The industry has long used aluminum for vehicle frames, electrical wiring, air conditioning condenser, and engine parts. The bad news is that most conventional methods of producing and shaping lightweight materials are not energy- and cost-effective.

The latest study, a collaborative effort between the U.S Department of Energy’s Pacific Northwest National Laboratory and a mobility technology company Magna, claims to have developed an innovative method that uses scrap aluminum to produce high-strength vehicle parts which are cost and energy effective.

The process reduces CO2 emissions by over 90% and saves 50% energy

As per the press release, the Shear Assisted Processing and Extrusion (ShAPE) collects scraps and aluminum cuttings left over from the automotive manufacturing processes and transforms them into materials for new vehicle parts. This process eliminates the need to mine the same amount of raw aluminum ore. The team is now revamping this process to produce lightweight parts for electric vehicles.

“We showed that aluminum parts formed with the ShAPE process meet automotive industry standards for strength and energy absorption,” said Scott Whalen, a PNNL materials scientist, and lead researcher. “The key is that ShAPE process breaks up metal impurities in the scrap without requiring an energy-intensive heat treatment step. This alone saves considerable time and introduces new efficiencies.”

The research is a four-year collaborative effort between Pacific Northwest National Laboratory and Magna, which received funding from DOE’s Vehicle Technologies Office, Lightweight Materials Consortium (LightMAT) Program.

The study is hopeful that, owing to the excellent mechanical properties that ShAPE offers, it may one day be able to manufacture components for the aerospace and construction industries as well.

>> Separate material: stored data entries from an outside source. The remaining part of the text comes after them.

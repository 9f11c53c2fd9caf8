//! Map canvas with zoom/pan and marker hit-testing
//!
//! Renders the region map image (or a flat backdrop when the asset is
//! missing) with one marker per visible location and an optional translucent
//! sighting circle. Dragging pans, the wheel zooms, a click on a marker
//! opens its popup.

use iced::mouse::{self, Cursor};
use iced::widget::canvas::{self, Path, Program, Stroke};
use iced::widget::image::Handle;
use iced::{Color, Point, Rectangle, Renderer, Size, Theme};

use crate::Message;

/// Default map-image dimensions (width, height) used until the real asset
/// dimensions are known.
pub const DEFAULT_MAP_SIZE: (f32, f32) = (6388.0, 7502.0);

/// Marker dot radius in screen pixels.
const MARKER_RADIUS: f32 = 6.0;
/// Sighting-circle radius in image pixels.
const SIGHTING_RADIUS: f32 = 120.0;
/// Extra slack around a marker for click hit-testing, in screen pixels.
const HIT_SLACK: f32 = 4.0;
/// A press/release pair within this distance counts as a click, not a drag.
const CLICK_TOLERANCE: f32 = 4.0;

const MIN_ZOOM: f32 = 0.02;
const MAX_ZOOM: f32 = 4.0;

/// One renderable marker: a location that survived the filters.
#[derive(Debug, Clone)]
pub struct Marker {
    pub location_id: String,
    pub name: String,
    /// Position in map-image pixel space (x = column, y = row).
    pub position: Point,
    pub selected: bool,
}

/// The map viewport: image handle, markers, and the view transform.
///
/// The transform is anchored on `center` (image space) so jumping to a
/// location never needs to know the widget bounds: a point maps to
/// `widget_center + (point - center) * zoom`.
pub struct MapView {
    pub image: Option<Handle>,
    /// Map image dimensions (width, height) in pixels.
    pub image_size: (f32, f32),
    pub markers: Vec<Marker>,
    /// Image-space point shown at the middle of the widget.
    pub center: Point,
    /// Scale in screen pixels per image pixel.
    pub zoom: f32,
    pub show_circles: bool,
}

impl Default for MapView {
    fn default() -> Self {
        MapView {
            image: None,
            image_size: DEFAULT_MAP_SIZE,
            markers: Vec::new(),
            center: Point::new(DEFAULT_MAP_SIZE.0 / 2.0, DEFAULT_MAP_SIZE.1 / 2.0),
            zoom: 0.08,
            show_circles: true,
        }
    }
}

impl MapView {
    /// Apply a wheel-zoom delta, clamped to sane bounds.
    pub fn apply_zoom(&mut self, delta: f32) {
        self.zoom = (self.zoom * (1.0 + delta)).clamp(MIN_ZOOM, MAX_ZOOM);
    }

    /// Apply a drag-pan delta given in screen pixels.
    pub fn apply_pan(&mut self, delta: cgmath::Vector2<f32>) {
        self.center.x -= delta.x / self.zoom;
        self.center.y -= delta.y / self.zoom;
    }

    /// Center the viewport on an image-space point (jump-to-location).
    pub fn focus_on(&mut self, position: Point) {
        self.center = position;
        if self.zoom < 0.25 {
            self.zoom = 0.25;
        }
    }

    fn to_screen(&self, point: Point, bounds: Rectangle) -> Point {
        Point::new(
            bounds.width / 2.0 + (point.x - self.center.x) * self.zoom,
            bounds.height / 2.0 + (point.y - self.center.y) * self.zoom,
        )
    }

    /// The marker under a widget-local cursor position, if any.
    fn hit_marker(&self, cursor: Point, bounds: Rectangle) -> Option<&Marker> {
        self.markers.iter().find(|marker| {
            let screen = self.to_screen(marker.position, bounds);
            let dx = screen.x - cursor.x;
            let dy = screen.y - cursor.y;
            (dx * dx + dy * dy).sqrt() <= MARKER_RADIUS + HIT_SLACK
        })
    }
}

/// State for drag interactions
#[derive(Debug, Clone, Default)]
pub struct DragState {
    pub is_dragging: bool,
    pub last_position: Option<Point>,
    pub pressed_at: Option<Point>,
}

impl Program<Message> for MapView {
    type State = DragState;

    fn draw(
        &self,
        _state: &Self::State,
        renderer: &Renderer,
        _theme: &Theme,
        bounds: Rectangle,
        _cursor: Cursor,
    ) -> Vec<canvas::Geometry> {
        let mut frame = canvas::Frame::new(renderer, bounds.size());

        // Backdrop behind (and instead of) the map image.
        frame.fill_rectangle(
            Point::ORIGIN,
            bounds.size(),
            Color::from_rgb(0.12, 0.14, 0.16),
        );

        let top_left = self.to_screen(Point::ORIGIN, bounds);
        let map_size = Size::new(
            self.image_size.0 * self.zoom,
            self.image_size.1 * self.zoom,
        );

        match &self.image {
            Some(handle) => {
                frame.draw_image(
                    Rectangle::new(top_left, map_size),
                    canvas::Image::new(handle.clone()),
                );
            }
            None => {
                // Missing asset is cosmetic: paint the map extent instead.
                frame.fill_rectangle(top_left, map_size, Color::from_rgb(0.20, 0.24, 0.20));
            }
        }

        for marker in &self.markers {
            let screen = self.to_screen(marker.position, bounds);

            if self.show_circles {
                frame.fill(
                    &Path::circle(screen, SIGHTING_RADIUS * self.zoom),
                    Color::from_rgba(0.95, 0.35, 0.25, 0.12),
                );
            }

            frame.fill(
                &Path::circle(screen, MARKER_RADIUS),
                Color::from_rgb(0.95, 0.35, 0.25),
            );

            if marker.selected {
                frame.stroke(
                    &Path::circle(screen, MARKER_RADIUS + 3.0),
                    Stroke::default()
                        .with_color(Color::from_rgb(1.0, 0.9, 0.3))
                        .with_width(2.0),
                );
            }
        }

        vec![frame.into_geometry()]
    }

    fn update(
        &self,
        state: &mut Self::State,
        event: canvas::Event,
        bounds: Rectangle,
        cursor: Cursor,
    ) -> (canvas::event::Status, Option<Message>) {
        match event {
            // Mouse wheel for zooming
            canvas::Event::Mouse(mouse::Event::WheelScrolled { delta }) => {
                let zoom_delta = match delta {
                    mouse::ScrollDelta::Lines { y, .. } => y * 0.1,
                    mouse::ScrollDelta::Pixels { y, .. } => y * 0.01,
                };
                return (
                    canvas::event::Status::Captured,
                    Some(Message::MapZoomed(zoom_delta)),
                );
            }

            // Mouse button press - start dragging, remember the press point
            canvas::Event::Mouse(mouse::Event::ButtonPressed(mouse::Button::Left)) => {
                if let Some(pos) = cursor.position() {
                    state.is_dragging = true;
                    state.last_position = Some(pos);
                    state.pressed_at = Some(pos);
                    return (canvas::event::Status::Captured, None);
                }
            }

            // Mouse button release - a short press is a click on a marker
            canvas::Event::Mouse(mouse::Event::ButtonReleased(mouse::Button::Left)) => {
                let pressed_at = state.pressed_at.take();
                state.is_dragging = false;
                state.last_position = None;

                if let (Some(pressed), Some(released)) = (pressed_at, cursor.position()) {
                    let moved =
                        ((released.x - pressed.x).powi(2) + (released.y - pressed.y).powi(2)).sqrt();
                    if moved <= CLICK_TOLERANCE {
                        if let Some(local) = cursor.position_in(bounds) {
                            if let Some(marker) = self.hit_marker(local, bounds) {
                                return (
                                    canvas::event::Status::Captured,
                                    Some(Message::LocationClicked(marker.location_id.clone())),
                                );
                            }
                        }
                    }
                }
                return (canvas::event::Status::Captured, None);
            }

            // Mouse move - pan if dragging
            canvas::Event::Mouse(mouse::Event::CursorMoved { .. }) => {
                if state.is_dragging {
                    if let Some(current_pos) = cursor.position() {
                        if let Some(last_pos) = state.last_position {
                            let delta = cgmath::Vector2::new(
                                current_pos.x - last_pos.x,
                                current_pos.y - last_pos.y,
                            );

                            state.last_position = Some(current_pos);
                            return (
                                canvas::event::Status::Captured,
                                Some(Message::MapPanned(delta)),
                            );
                        }
                    }
                }
            }

            _ => {}
        }

        (canvas::event::Status::Ignored, None)
    }
}

#[cfg(test)]
mod tests {
    use super::*;

    #[test]
    fn test_zoom_is_clamped() {
        let mut view = MapView::default();
        for _ in 0..100 {
            view.apply_zoom(1.0);
        }
        assert!(view.zoom <= MAX_ZOOM);
        for _ in 0..100 {
            view.apply_zoom(-0.9);
        }
        assert!(view.zoom >= MIN_ZOOM);
    }

    #[test]
    fn test_pan_moves_center_against_drag() {
        let mut view = MapView::default();
        view.zoom = 1.0;
        let before = view.center;
        view.apply_pan(cgmath::Vector2::new(10.0, -20.0));
        assert_eq!(view.center, Point::new(before.x - 10.0, before.y + 20.0));
    }

    #[test]
    fn test_focus_centers_and_zooms_in() {
        let mut view = MapView::default();
        view.focus_on(Point::new(100.0, 200.0));
        assert_eq!(view.center, Point::new(100.0, 200.0));
        assert!(view.zoom >= 0.25);
    }

    #[test]
    fn test_hit_marker_at_widget_center() {
        let mut view = MapView::default();
        view.zoom = 1.0;
        view.center = Point::new(50.0, 60.0);
        view.markers = vec![Marker {
            location_id: "route-1".into(),
            name: "Route 1".into(),
            position: Point::new(50.0, 60.0),
            selected: false,
        }];

        let bounds = Rectangle::new(Point::ORIGIN, Size::new(800.0, 600.0));
        let hit = view.hit_marker(Point::new(400.0, 300.0), bounds);
        assert_eq!(hit.map(|m| m.location_id.as_str()), Some("route-1"));

        let miss = view.hit_marker(Point::new(450.0, 300.0), bounds);
        assert!(miss.is_none());
    }
}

“Sustainability is at the forefront of everything we do at Magna,” said Massimo DiCiano, Manager of Materials Science at Magna. “From our manufacturing processes to the materials we use, the ShAPE process is a great proof point of how we’re looking to evolve and create new sustainable solutions for our customers.”

Study abstract

Shear Assisted Processing and Extrusion (ShAPE) is presented as a new manufacturing technology for converting aluminum scrap directly into extruded products. In this work, a porthole die configuration is integrated within the rotating ShAPE process to extrude circular, square, trapezoidal, and two-cell trapezoidal profiles from aluminum alloy 6063 industrial scrap. Microstructural characterization is presented for a trapezoidal profile having an average grain size of 6.7 µm in the as-extruded condition. Round tubes achieved yield strength (246.9 ± 10.4 MPa), ultimate tensile strength (270.8 ± 9.6 MPa), and uniform elongation (16.5 ± 2.4%) exceeding industry standards.